Fig. 3: USP22 negatively regulates STAT1 signaling and IFN-λ1 expression.

A. Basal mRNA expression levels of total IFNA (panIFNA) and IFNB1 in control (NHT) and the CRISPR/Cas9-generated USP22 KO HT-29 single clone (USP22 KO #62). Gene expression was normalized against 28 S mRNA and is presented as x-fold mRNA expression compared to NHT. Mean and SD of three independent experiments in triplicate are shown. *P < 0.05; **P < 0.01. B Western blot analysis of basal phosphorylated and total levels of STAT1 and USP22 in control and USP22 KO HT-29 cells (USP22 KO #62). GAPDH served as loading control. Representative blots of at least two different independent experiments are shown.
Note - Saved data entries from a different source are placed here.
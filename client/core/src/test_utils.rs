//! In-memory connector for unit tests

use std::sync::Mutex;

use tokio::sync::mpsc::{self, error::TryRecvError};
use url::Url;

use crate::events::ConnectionEvent;
use crate::transport::{ConnectionHandle, ConnectionId, Connector, Outbound};

struct MockConnection {
    id: ConnectionId,
    uri: Url,
    events: mpsc::Sender<ConnectionEvent>,
    outbound: mpsc::UnboundedReceiver<Outbound>,
    log: Vec<Outbound>,
    closed: bool,
}

impl MockConnection {
    fn drain(&mut self) {
        loop {
            match self.outbound.try_recv() {
                Ok(message) => {
                    if message == Outbound::Close {
                        self.closed = true;
                    }
                    self.log.push(message);
                }
                Err(TryRecvError::Empty) => break,
                Err(TryRecvError::Disconnected) => {
                    self.closed = true;
                    break;
                }
            }
        }
    }
}

/// Records every connection instead of dialing
///
/// With `auto_open`, each connection reports `Opened` immediately.
pub(crate) struct MockConnector {
    auto_open: bool,
    connections: Mutex<Vec<MockConnection>>,
}

impl MockConnector {
    pub(crate) fn new() -> Self {
        Self {
            auto_open: false,
            connections: Mutex::new(Vec::new()),
        }
    }

    pub(crate) fn auto_open() -> Self {
        Self {
            auto_open: true,
            connections: Mutex::new(Vec::new()),
        }
    }

    pub(crate) fn connection_count(&self) -> usize {
        self.connections.lock().unwrap().len()
    }

    /// Connections that have not been told to close
    pub(crate) fn live_count(&self) -> usize {
        let mut connections = self.connections.lock().unwrap();
        connections.iter_mut().for_each(MockConnection::drain);
        connections.iter().filter(|c| !c.closed).count()
    }

    pub(crate) fn id(&self, index: usize) -> ConnectionId {
        self.connections.lock().unwrap()[index].id
    }

    pub(crate) fn uri(&self, index: usize) -> Url {
        self.connections.lock().unwrap()[index].uri.clone()
    }

    /// Everything written to connection `index` so far
    pub(crate) fn outbound(&self, index: usize) -> Vec<Outbound> {
        let mut connections = self.connections.lock().unwrap();
        let connection = &mut connections[index];
        connection.drain();
        connection.log.clone()
    }

    /// Text messages written to connection `index` so far
    pub(crate) fn sent(&self, index: usize) -> Vec<String> {
        self.outbound(index)
            .into_iter()
            .filter_map(|m| match m {
                Outbound::Text(text) => Some(text),
                Outbound::Close => None,
            })
            .collect()
    }

    /// Report an event as connection `index`
    pub(crate) fn emit(&self, index: usize, event: ConnectionEvent) {
        let events = self.connections.lock().unwrap()[index].events.clone();
        events.try_send(event).unwrap();
    }
}

impl Connector for MockConnector {
    fn connect(
        &self,
        id: ConnectionId,
        uri: Url,
        events: mpsc::Sender<ConnectionEvent>,
    ) -> ConnectionHandle {
        let (tx, rx) = mpsc::unbounded_channel();

        if self.auto_open {
            events.try_send(ConnectionEvent::Opened { id }).unwrap();
        }

        self.connections.lock().unwrap().push(MockConnection {
            id,
            uri,
            events,
            outbound: rx,
            log: Vec::new(),
            closed: false,
        });

        ConnectionHandle::new(id, tx)
    }
}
C FACS-based analysis of the indicated basal secretion patterns of the viral defense cytokine panel in supernatants of control and USP22 KO HT-29 cells (USP22 KO #62). Data are presented as absolute levels of cytokines (in pg/ml). Samples below lower detection limit were set to zero, values above upper detection limit were set to detection limit. Mean and SD of three independent experiments in triplicate are shown. *P < 0.05; n.s. not significant. D Basal mRNA expression levels of IFNL1 in control and USP22 KO HT-29 single clone (USP22 KO #62). Gene expression was normalized against 28 S mRNA and is presented as x-fold mRNA expression compared to NHT. Mean and SD of three independent experiments in triplicate are shown. *P < 0.05. E Western blot analysis of phosphorylated and total levels of STAT1 as well as USP22 in control and USP22 KO HT-29 cells (USP22 KO #62) after 24 h incubation with 1 µg/ml IFNAR2 blocking antibody. As positive control, cells were pre-treated for 1 h with IFNAR2 blocking antibody, then treated 1 h with 0.05 ng/ml IFN-β. Vinculin served as loading control. Representative blots of at least two different independent experiments are shown.